(ENTRIES SHOWN)

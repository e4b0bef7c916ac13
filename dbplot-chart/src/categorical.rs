//! Multi-series categorical histograms: alignment on category, ranking and
//! slot layout with null placement.

use crate::error::DbPlotChartError;
use crate::weights::{bar_height, weights};
use dbplot_query::rows::CategoryCount;
use indexmap::IndexMap;
use serde::{Deserialize, Serialize};
use std::cmp::Ordering;

pub const NULL_LABEL: &str = "NULL";

/// Where the null bucket goes among the bars
#[derive(Debug, Default, Clone, Copy, PartialEq, Eq, Serialize, Deserialize)]
#[serde(rename_all = "snake_case")]
pub enum NullPlacement {
    #[default]
    Left,
    Right,
    /// Interleaved at its rank
    Order,
    Omit,
}

#[derive(Debug, Clone, Copy, PartialEq, Eq, Serialize, Deserialize)]
#[serde(rename_all = "snake_case")]
pub enum CategoryOrder {
    /// By category label; the null bucket goes last
    Label,
    /// By the weights of one series
    Series(usize),
}

impl Default for CategoryOrder {
    fn default() -> Self {
        CategoryOrder::Series(0)
    }
}

#[derive(Debug, Clone, PartialEq, Serialize, Deserialize)]
#[serde(default, rename_all = "kebab-case")]
pub struct CategoricalOptions {
    pub normed: bool,
    pub log: bool,
    pub null_at: NullPlacement,
    pub order_by: CategoryOrder,
    pub ascending: bool,
}

impl Default for CategoricalOptions {
    fn default() -> Self {
        Self {
            normed: false,
            log: false,
            null_at: NullPlacement::Left,
            order_by: CategoryOrder::default(),
            ascending: true,
        }
    }
}

/// K categorical row-sets outer-joined on category
#[derive(Debug, Clone, PartialEq)]
pub struct AlignedCategories {
    /// In order of first appearance, series 0 first
    pub categories: Vec<Option<String>>,
    /// `freqs[series][category]`
    pub freqs: Vec<Vec<u64>>,
    /// `weights[series][category]`
    pub weights: Vec<Vec<f64>>,
}

impl AlignedCategories {
    pub fn num_series(&self) -> usize {
        self.freqs.len()
    }

    pub fn null_index(&self) -> Option<usize> {
        self.categories.iter().position(Option::is_none)
    }
}

pub fn align_categories(
    series: &[Vec<CategoryCount>],
    normed: bool,
) -> Result<AlignedCategories, DbPlotChartError> {
    if series.is_empty() {
        return Err(DbPlotChartError::invalid("at least one series is required"));
    }
    let num_series = series.len();
    let mut joined: IndexMap<Option<String>, Vec<u64>> = IndexMap::new();
    for (i, rows) in series.iter().enumerate() {
        for row in rows {
            joined
                .entry(row.category.clone())
                .or_insert_with(|| vec![0; num_series])[i] += row.freq;
        }
    }

    let categories: Vec<Option<String>> = joined.keys().cloned().collect();
    let freqs: Vec<Vec<u64>> = (0..num_series)
        .map(|i| joined.values().map(|f| f[i]).collect())
        .collect();
    let weights = freqs.iter().map(|f| weights(f, normed)).collect();
    Ok(AlignedCategories {
        categories,
        freqs,
        weights,
    })
}

/// Category indices in rank order; ties keep the order of first appearance.
/// Under label order the null bucket comes after every label in both directions.
pub fn rank_categories(
    aligned: &AlignedCategories,
    order_by: CategoryOrder,
    ascending: bool,
) -> Result<Vec<usize>, DbPlotChartError> {
    let directed = move |ordering: Ordering| {
        if ascending {
            ordering
        } else {
            ordering.reverse()
        }
    };
    let compare: Box<dyn Fn(&usize, &usize) -> Ordering + '_> = match order_by {
        CategoryOrder::Label => Box::new(move |a: &usize, b: &usize| {
            match (&aligned.categories[*a], &aligned.categories[*b]) {
                (None, None) => Ordering::Equal,
                (None, Some(_)) => Ordering::Greater,
                (Some(_), None) => Ordering::Less,
                (Some(a), Some(b)) => directed(a.cmp(b)),
            }
        }),
        CategoryOrder::Series(s) => {
            let weights = aligned.weights.get(s).ok_or_else(|| {
                DbPlotChartError::invalid(format!(
                    "cannot order by series {s}, there are only {}",
                    aligned.num_series()
                ))
            })?;
            Box::new(move |a: &usize, b: &usize| directed(weights[*a].total_cmp(&weights[*b])))
        }
    };
    let mut order: Vec<usize> = (0..aligned.categories.len()).collect();
    order.sort_by(|a, b| compare(a, b));
    Ok(order)
}

/// Category indices per slot after applying the null placement
pub fn slot_order(
    aligned: &AlignedCategories,
    ranked: &[usize],
    null_at: NullPlacement,
) -> Vec<usize> {
    let null = aligned.null_index();
    let non_null = ranked.iter().copied().filter(|i| Some(*i) != null);
    match (null_at, null) {
        (NullPlacement::Left, Some(n)) => std::iter::once(n).chain(non_null).collect(),
        (NullPlacement::Right, Some(n)) => non_null.chain(std::iter::once(n)).collect(),
        (NullPlacement::Order, _) => ranked.to_vec(),
        _ => non_null.collect(),
    }
}

/// Left offset within a unit slot and width of series `i`'s bar out of `k`
pub fn sub_bar(i: usize, k: usize) -> (f64, f64) {
    if k <= 1 {
        (0.0, 1.0)
    } else {
        let width = 0.8 / k as f64;
        (0.1 + i as f64 * width, width)
    }
}

#[derive(Debug, Clone, PartialEq)]
pub struct SeriesBars {
    pub x: Vec<f64>,
    pub height: Vec<f64>,
    pub width: f64,
    /// Which bars belong to the null bucket
    pub is_null: Vec<bool>,
}

#[derive(Debug, Clone, PartialEq)]
pub struct CategoricalLayout {
    /// Label of each unit slot, left to right
    pub slots: Vec<Option<String>>,
    pub series: Vec<SeriesBars>,
    /// Tick position and label at every slot centre
    pub ticks: Vec<(f64, String)>,
    pub xlim: [f64; 2],
}

pub fn categorical_layout(
    series: &[Vec<CategoryCount>],
    options: &CategoricalOptions,
) -> Result<CategoricalLayout, DbPlotChartError> {
    let aligned = align_categories(series, options.normed)?;
    let ranked = rank_categories(&aligned, options.order_by, options.ascending)?;
    let slots = slot_order(&aligned, &ranked, options.null_at);
    let k = aligned.num_series();

    let series = aligned
        .weights
        .iter()
        .enumerate()
        .map(|(i, weights)| {
            let (offset, width) = sub_bar(i, k);
            SeriesBars {
                x: (0..slots.len()).map(|slot| slot as f64 + offset).collect(),
                height: slots
                    .iter()
                    .map(|c| bar_height(weights[*c], options.log))
                    .collect(),
                width,
                is_null: slots.iter().map(|c| aligned.categories[*c].is_none()).collect(),
            }
        })
        .collect();

    let labels: Vec<Option<String>> = slots
        .iter()
        .map(|c| aligned.categories[*c].clone())
        .collect();
    let ticks = labels
        .iter()
        .enumerate()
        .map(|(slot, label)| {
            (
                slot as f64 + 0.5,
                label.clone().unwrap_or_else(|| NULL_LABEL.to_string()),
            )
        })
        .collect();

    Ok(CategoricalLayout {
        xlim: [0.0, labels.len() as f64],
        slots: labels,
        series,
        ticks,
    })
}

(End ENTRIES SHOWN)

- [TASK OBJECTIVE] Go through the entries and repeat each one exactly.

- [RESULT OF THE TASK]
repository e4b0bef7c916ac13
filename dbplot-chart/src/categorical.rs
//! Multi-series categorical histograms: alignment on category, ranking and
//! slot layout with null placement.

use crate::error::DbPlotChartError;
use crate::weights::{bar_height, weights};
use dbplot_query::rows::CategoryCount;
use indexmap::IndexMap;
use serde::{Deserialize, Serialize};
use std::cmp::Ordering;

pub const NULL_LABEL: &str = "NULL";

/// Where the null bucket goes among the bars
#[derive(Debug, Default, Clone, Copy, PartialEq, Eq, Serialize, Deserialize)]
#[serde(rename_all = "snake_case")]
pub enum NullPlacement {
    #[default]
    Left,
    Right,
    /// Interleaved at its rank
    Order,
    Omit,
}

#[derive(Debug, Clone, Copy, PartialEq, Eq, Serialize, Deserialize)]
#[serde(rename_all = "snake_case")]
pub enum CategoryOrder {
    /// By category label; the null bucket goes last
    Label,
    /// By the weights of one series
    Series(usize),
}

impl Default for CategoryOrder {
    fn default() -> Self {
        CategoryOrder::Series(0)
    }
}

#[derive(Debug, Clone, PartialEq, Serialize, Deserialize)]
#[serde(default, rename_all = "kebab-case")]
pub struct CategoricalOptions {
    pub normed: bool,
    pub log: bool,
    pub null_at: NullPlacement,
    pub order_by: CategoryOrder,
    pub ascending: bool,
}

impl Default for CategoricalOptions {
    fn default() -> Self {
        Self {
            normed: false,
            log: false,
            null_at: NullPlacement::Left,
            order_by: CategoryOrder::default(),
            ascending: true,
        }
    }
}

/// K categorical row-sets outer-joined on category
#[derive(Debug, Clone, PartialEq)]
pub struct AlignedCategories {
    /// In order of first appearance, series 0 first
    pub categories: Vec<Option<String>>,
    /// `freqs[series][category]`
    pub freqs: Vec<Vec<u64>>,
    /// `weights[series][category]`
    pub weights: Vec<Vec<f64>>,
}

impl AlignedCategories {
    pub fn num_series(&self) -> usize {
        self.freqs.len()
    }

    pub fn null_index(&self) -> Option<usize> {
        self.categories.iter().position(Option::is_none)
    }
}

pub fn align_categories(
    series: &[Vec<CategoryCount>],
    normed: bool,
) -> Result<AlignedCategories, DbPlotChartError> {
    if series.is_empty() {
        return Err(DbPlotChartError::invalid("at least one series is required"));
    }
    let num_series = series.len();
    let mut joined: IndexMap<Option<String>, Vec<u64>> = IndexMap::new();
    for (i, rows) in series.iter().enumerate() {
        for row in rows {
            joined
                .entry(row.category.clone())
                .or_insert_with(|| vec![0; num_series])[i] += row.freq;
        }
    }

    let categories: Vec<Option<String>> = joined.keys().cloned().collect();
    let freqs: Vec<Vec<u64>> = (0..num_series)
        .map(|i| joined.values().map(|f| f[i]).collect())
        .collect();
    let weights = freqs.iter().map(|f| weights(f, normed)).collect();
    Ok(AlignedCategories {
        categories,
        freqs,
        weights,
    })
}

/// Category indices in rank order; ties keep the order of first appearance.
/// Under label order the null bucket comes after every label in both directions.
pub fn rank_categories(
    aligned: &AlignedCategories,
    order_by: CategoryOrder,
    ascending: bool,
) -> Result<Vec<usize>, DbPlotChartError> {
    let directed = move |ordering: Ordering| {
        if ascending {
            ordering
        } else {
            ordering.reverse()
        }
    };
    let compare: Box<dyn Fn(&usize, &usize) -> Ordering + '_> = match order_by {
        CategoryOrder::Label => Box::new(move |a: &usize, b: &usize| {
            match (&aligned.categories[*a], &aligned.categories[*b]) {
                (None, None) => Ordering::Equal,
                (None, Some(_)) => Ordering::Greater,
                (Some(_), None) => Ordering::Less,
                (Some(a), Some(b)) => directed(a.cmp(b)),
            }
        }),
        CategoryOrder::Series(s) => {
            let weights = aligned.weights.get(s).ok_or_else(|| {
                DbPlotChartError::invalid(format!(
                    "cannot order by series {s}, there are only {}",
                    aligned.num_series()
                ))
            })?;
            Box::new(move |a: &usize, b: &usize| directed(weights[*a].total_cmp(&weights[*b])))
        }
    };
    let mut order: Vec<usize> = (0..aligned.categories.len()).collect();
    order.sort_by(|a, b| compare(a, b));
    Ok(order)
}

/// Category indices per slot after applying the null placement
pub fn slot_order(
    aligned: &AlignedCategories,
    ranked: &[usize],
    null_at: NullPlacement,
) -> Vec<usize> {
    let null = aligned.null_index();
    let non_null = ranked.iter().copied().filter(|i| Some(*i) != null);
    match (null_at, null) {
        (NullPlacement::Left, Some(n)) => std::iter::once(n).chain(non_null).collect(),
        (NullPlacement::Right, Some(n)) => non_null.chain(std::iter::once(n)).collect(),
        (NullPlacement::Order, _) => ranked.to_vec(),
        _ => non_null.collect(),
    }
}

/// Left offset within a unit slot and width of series `i`'s bar out of `k`
pub fn sub_bar(i: usize, k: usize) -> (f64, f64) {
    if k <= 1 {
        (0.0, 1.0)
    } else {
        let width = 0.8 / k as f64;
        (0.1 + i as f64 * width, width)
    }
}

#[derive(Debug, Clone, PartialEq)]
pub struct SeriesBars {
    pub x: Vec<f64>,
    pub height: Vec<f64>,
    pub width: f64,
    /// Which bars belong to the null bucket
    pub is_null: Vec<bool>,
}

#[derive(Debug, Clone, PartialEq)]
pub struct CategoricalLayout {
    /// Label of each unit slot, left to right
    pub slots: Vec<Option<String>>,
    pub series: Vec<SeriesBars>,
    /// Tick position and label at every slot centre
    pub ticks: Vec<(f64, String)>,
    pub xlim: [f64; 2],
}

pub fn categorical_layout(
    series: &[Vec<CategoryCount>],
    options: &CategoricalOptions,
) -> Result<CategoricalLayout, DbPlotChartError> {
    let aligned = align_categories(series, options.normed)?;
    let ranked = rank_categories(&aligned, options.order_by, options.ascending)?;
    let slots = slot_order(&aligned, &ranked, options.null_at);
    let k = aligned.num_series();

    let series = aligned
        .weights
        .iter()
        .enumerate()
        .map(|(i, weights)| {
            let (offset, width) = sub_bar(i, k);
            SeriesBars {
                x: (0..slots.len()).map(|slot| slot as f64 + offset).collect(),
                height: slots
                    .iter()
                    .map(|c| bar_height(weights[*c], options.log))
                    .collect(),
                width,
                is_null: slots.iter().map(|c| aligned.categories[*c].is_none()).collect(),
            }
        })
        .collect();

    let labels: Vec<Option<String>> = slots
        .iter()
        .map(|c| aligned.categories[*c].clone())
        .collect();
    let ticks = labels
        .iter()
        .enumerate()
        .map(|(slot, label)| {
            (
                slot as f64 + 0.5,
                label.clone().unwrap_or_else(|| NULL_LABEL.to_string()),
            )
        })
        .collect();

    Ok(CategoricalLayout {
        xlim: [0.0, labels.len() as f64],
        slots: labels,
        series,
        ticks,
    })
}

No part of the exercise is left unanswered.